> **Problem**
Find the lines below holding the word "attribute" and copy each of them.

** Opening Extracted information block **

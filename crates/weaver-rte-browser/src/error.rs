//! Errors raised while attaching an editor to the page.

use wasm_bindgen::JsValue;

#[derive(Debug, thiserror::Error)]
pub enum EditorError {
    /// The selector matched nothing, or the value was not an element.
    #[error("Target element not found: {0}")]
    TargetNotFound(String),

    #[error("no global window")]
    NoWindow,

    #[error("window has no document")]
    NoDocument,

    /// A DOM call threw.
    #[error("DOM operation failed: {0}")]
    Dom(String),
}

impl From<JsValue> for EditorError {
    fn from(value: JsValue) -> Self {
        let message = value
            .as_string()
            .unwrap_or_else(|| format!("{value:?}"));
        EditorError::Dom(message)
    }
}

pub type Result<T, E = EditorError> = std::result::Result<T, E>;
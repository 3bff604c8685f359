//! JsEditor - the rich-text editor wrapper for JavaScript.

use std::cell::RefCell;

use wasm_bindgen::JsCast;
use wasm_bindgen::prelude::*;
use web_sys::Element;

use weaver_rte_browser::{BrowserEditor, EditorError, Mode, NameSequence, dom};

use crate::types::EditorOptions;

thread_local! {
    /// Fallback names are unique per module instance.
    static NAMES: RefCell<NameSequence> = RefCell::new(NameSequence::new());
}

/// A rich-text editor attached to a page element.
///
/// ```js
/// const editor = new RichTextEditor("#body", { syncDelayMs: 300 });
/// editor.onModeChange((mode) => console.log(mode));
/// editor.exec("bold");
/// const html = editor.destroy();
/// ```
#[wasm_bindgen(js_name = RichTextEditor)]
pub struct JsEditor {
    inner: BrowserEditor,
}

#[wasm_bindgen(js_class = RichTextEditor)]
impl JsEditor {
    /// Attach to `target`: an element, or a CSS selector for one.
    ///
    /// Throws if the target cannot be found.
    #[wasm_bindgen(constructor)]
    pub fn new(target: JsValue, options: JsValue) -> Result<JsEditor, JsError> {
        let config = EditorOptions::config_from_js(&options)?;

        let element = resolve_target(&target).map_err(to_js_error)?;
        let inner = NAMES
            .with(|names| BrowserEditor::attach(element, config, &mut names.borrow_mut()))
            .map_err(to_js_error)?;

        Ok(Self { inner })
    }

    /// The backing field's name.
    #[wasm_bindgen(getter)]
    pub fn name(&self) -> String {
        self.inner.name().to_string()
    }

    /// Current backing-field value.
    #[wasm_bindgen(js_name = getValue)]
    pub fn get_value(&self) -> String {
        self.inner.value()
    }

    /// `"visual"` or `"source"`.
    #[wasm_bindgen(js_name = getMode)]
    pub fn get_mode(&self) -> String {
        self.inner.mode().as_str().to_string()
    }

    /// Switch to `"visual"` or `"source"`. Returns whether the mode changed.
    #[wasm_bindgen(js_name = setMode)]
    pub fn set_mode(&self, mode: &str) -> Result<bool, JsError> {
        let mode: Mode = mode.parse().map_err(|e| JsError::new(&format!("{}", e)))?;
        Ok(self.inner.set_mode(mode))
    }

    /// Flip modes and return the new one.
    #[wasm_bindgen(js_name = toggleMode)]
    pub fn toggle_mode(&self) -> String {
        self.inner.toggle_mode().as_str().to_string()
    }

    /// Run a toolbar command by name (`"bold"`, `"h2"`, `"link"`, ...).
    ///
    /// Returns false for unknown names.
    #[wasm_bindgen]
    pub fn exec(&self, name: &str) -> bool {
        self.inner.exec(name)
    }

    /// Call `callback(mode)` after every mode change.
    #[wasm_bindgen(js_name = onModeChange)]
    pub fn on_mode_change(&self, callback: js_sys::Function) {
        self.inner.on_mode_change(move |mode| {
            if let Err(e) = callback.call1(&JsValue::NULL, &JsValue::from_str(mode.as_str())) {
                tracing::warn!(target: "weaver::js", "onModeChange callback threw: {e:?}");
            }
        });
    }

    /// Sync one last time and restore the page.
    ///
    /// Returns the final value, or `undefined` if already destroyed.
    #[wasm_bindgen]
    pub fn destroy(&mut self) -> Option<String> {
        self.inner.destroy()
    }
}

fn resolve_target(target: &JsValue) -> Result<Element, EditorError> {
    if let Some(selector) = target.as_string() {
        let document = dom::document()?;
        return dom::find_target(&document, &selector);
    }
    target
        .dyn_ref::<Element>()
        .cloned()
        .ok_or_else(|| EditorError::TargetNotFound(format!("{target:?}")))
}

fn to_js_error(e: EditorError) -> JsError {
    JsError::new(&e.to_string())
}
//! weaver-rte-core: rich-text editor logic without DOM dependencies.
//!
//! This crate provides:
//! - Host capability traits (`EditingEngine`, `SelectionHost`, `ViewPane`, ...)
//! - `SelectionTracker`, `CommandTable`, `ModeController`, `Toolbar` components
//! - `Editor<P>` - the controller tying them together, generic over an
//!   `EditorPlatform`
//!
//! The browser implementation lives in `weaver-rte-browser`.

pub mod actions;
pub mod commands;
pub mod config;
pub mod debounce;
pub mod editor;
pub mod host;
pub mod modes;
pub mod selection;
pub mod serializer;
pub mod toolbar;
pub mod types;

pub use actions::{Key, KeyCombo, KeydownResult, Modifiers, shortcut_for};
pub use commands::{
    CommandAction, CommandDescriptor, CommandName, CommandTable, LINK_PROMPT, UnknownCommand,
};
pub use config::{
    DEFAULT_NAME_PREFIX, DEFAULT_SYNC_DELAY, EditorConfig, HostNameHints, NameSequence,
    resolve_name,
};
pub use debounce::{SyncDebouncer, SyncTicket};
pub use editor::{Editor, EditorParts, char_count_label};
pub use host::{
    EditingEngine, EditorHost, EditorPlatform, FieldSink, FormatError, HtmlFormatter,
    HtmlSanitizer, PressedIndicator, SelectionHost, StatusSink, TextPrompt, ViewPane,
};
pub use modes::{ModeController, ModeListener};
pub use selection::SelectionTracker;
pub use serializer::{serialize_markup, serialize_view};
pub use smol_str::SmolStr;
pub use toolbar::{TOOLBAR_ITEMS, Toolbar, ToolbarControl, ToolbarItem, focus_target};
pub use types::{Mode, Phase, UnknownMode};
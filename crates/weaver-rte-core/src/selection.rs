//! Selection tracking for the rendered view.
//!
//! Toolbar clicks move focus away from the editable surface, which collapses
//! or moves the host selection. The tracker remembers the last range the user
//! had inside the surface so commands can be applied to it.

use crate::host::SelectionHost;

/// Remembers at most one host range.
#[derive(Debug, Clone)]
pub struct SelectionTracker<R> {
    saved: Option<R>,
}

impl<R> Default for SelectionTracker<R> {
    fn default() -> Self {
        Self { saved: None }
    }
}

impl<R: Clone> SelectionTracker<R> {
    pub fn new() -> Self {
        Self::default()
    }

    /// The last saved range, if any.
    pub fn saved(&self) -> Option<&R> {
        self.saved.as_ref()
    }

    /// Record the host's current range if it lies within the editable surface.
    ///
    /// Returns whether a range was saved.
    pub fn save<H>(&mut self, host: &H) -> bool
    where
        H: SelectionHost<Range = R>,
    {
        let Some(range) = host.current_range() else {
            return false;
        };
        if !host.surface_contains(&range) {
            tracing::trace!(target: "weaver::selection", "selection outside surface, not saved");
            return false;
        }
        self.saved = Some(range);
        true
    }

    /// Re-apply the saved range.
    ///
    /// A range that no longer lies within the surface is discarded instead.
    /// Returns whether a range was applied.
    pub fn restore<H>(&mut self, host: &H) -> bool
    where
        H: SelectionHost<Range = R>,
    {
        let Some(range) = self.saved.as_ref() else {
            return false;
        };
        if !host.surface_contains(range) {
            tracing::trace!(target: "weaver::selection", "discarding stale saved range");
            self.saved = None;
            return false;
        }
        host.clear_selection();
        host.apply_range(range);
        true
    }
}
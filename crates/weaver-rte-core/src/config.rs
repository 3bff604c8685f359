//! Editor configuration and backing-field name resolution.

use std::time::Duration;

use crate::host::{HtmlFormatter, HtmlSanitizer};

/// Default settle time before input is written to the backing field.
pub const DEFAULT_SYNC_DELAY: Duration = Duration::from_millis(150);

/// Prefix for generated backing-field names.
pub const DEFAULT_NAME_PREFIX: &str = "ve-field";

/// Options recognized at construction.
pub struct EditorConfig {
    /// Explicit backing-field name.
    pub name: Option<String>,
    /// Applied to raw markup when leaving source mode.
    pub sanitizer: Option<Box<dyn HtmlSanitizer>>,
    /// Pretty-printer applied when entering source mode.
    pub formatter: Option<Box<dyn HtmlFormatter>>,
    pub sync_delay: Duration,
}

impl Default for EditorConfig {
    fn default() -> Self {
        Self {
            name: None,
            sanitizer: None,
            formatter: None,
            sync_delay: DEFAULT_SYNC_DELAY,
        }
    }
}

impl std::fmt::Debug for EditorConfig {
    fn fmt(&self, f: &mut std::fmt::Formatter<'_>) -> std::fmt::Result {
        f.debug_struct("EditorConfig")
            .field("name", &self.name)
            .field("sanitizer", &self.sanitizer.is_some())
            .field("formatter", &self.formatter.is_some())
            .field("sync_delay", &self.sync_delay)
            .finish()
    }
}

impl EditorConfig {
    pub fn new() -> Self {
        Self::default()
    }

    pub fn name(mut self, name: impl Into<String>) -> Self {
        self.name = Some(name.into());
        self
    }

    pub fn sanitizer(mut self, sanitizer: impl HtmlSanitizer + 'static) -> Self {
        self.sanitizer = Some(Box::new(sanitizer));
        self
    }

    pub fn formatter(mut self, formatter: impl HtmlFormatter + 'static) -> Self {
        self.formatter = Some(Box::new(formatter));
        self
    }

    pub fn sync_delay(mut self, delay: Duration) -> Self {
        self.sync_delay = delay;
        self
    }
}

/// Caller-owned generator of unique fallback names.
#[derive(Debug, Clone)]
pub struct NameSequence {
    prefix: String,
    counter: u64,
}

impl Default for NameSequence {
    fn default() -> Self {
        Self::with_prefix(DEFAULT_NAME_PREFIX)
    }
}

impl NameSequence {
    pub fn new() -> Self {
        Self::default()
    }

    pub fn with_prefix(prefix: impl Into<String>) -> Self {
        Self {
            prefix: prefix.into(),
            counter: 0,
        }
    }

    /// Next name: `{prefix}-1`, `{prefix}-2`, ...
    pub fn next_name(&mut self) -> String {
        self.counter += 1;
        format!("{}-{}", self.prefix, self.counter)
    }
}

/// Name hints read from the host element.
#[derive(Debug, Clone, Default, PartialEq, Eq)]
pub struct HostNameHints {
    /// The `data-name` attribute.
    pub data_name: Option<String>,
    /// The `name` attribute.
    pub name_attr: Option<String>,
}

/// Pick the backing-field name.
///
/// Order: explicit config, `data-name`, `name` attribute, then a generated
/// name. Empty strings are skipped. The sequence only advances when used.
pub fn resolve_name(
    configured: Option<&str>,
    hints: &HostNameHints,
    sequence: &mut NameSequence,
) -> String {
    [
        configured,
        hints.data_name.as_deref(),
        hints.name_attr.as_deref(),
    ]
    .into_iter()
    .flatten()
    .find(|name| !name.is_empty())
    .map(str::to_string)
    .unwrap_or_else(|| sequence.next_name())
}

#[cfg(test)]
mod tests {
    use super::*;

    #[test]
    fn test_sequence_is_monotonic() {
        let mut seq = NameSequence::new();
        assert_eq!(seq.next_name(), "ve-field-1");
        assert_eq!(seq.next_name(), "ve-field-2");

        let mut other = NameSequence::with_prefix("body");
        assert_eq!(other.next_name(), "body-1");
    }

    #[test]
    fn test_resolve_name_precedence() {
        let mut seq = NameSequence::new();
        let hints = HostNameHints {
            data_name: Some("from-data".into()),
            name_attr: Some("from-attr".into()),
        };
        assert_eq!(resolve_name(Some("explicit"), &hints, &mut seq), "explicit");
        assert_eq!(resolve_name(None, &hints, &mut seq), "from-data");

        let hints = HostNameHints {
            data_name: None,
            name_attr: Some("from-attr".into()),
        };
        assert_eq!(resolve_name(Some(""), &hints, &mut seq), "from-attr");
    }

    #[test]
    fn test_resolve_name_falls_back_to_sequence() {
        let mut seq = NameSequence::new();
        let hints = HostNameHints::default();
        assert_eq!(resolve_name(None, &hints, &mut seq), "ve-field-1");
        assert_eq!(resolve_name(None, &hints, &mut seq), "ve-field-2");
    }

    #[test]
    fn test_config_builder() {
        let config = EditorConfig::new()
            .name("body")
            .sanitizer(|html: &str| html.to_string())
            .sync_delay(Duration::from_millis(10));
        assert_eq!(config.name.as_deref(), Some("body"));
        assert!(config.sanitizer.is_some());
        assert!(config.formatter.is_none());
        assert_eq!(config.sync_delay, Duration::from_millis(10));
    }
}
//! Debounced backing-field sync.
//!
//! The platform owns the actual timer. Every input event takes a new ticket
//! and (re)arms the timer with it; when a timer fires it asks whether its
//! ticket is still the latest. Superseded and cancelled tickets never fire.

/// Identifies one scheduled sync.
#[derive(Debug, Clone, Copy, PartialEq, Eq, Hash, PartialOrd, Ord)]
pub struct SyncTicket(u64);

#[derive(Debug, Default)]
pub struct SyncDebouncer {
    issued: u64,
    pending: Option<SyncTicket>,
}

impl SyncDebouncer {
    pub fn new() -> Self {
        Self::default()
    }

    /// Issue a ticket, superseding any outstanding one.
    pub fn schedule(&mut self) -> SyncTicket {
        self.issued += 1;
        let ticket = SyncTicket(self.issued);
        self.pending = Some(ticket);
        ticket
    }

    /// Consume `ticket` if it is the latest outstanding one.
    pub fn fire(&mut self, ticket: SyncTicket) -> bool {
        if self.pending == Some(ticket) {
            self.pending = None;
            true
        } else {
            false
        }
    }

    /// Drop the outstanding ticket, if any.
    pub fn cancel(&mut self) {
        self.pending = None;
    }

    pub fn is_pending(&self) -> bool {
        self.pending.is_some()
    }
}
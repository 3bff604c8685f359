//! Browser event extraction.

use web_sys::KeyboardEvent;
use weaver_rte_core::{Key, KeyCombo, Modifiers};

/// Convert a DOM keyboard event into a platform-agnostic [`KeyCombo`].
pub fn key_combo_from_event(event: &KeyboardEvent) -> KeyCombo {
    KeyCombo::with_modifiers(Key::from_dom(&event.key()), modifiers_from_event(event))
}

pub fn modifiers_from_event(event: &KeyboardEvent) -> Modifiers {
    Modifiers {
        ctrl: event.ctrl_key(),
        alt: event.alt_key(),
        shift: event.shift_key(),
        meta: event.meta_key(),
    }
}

** Closing Extracted information block **

> **Solution to this task**
    /// The `data-name` attribute.
    /// The `name` attribute.
/// Order: explicit config, `data-name`, `name` attribute, then a generated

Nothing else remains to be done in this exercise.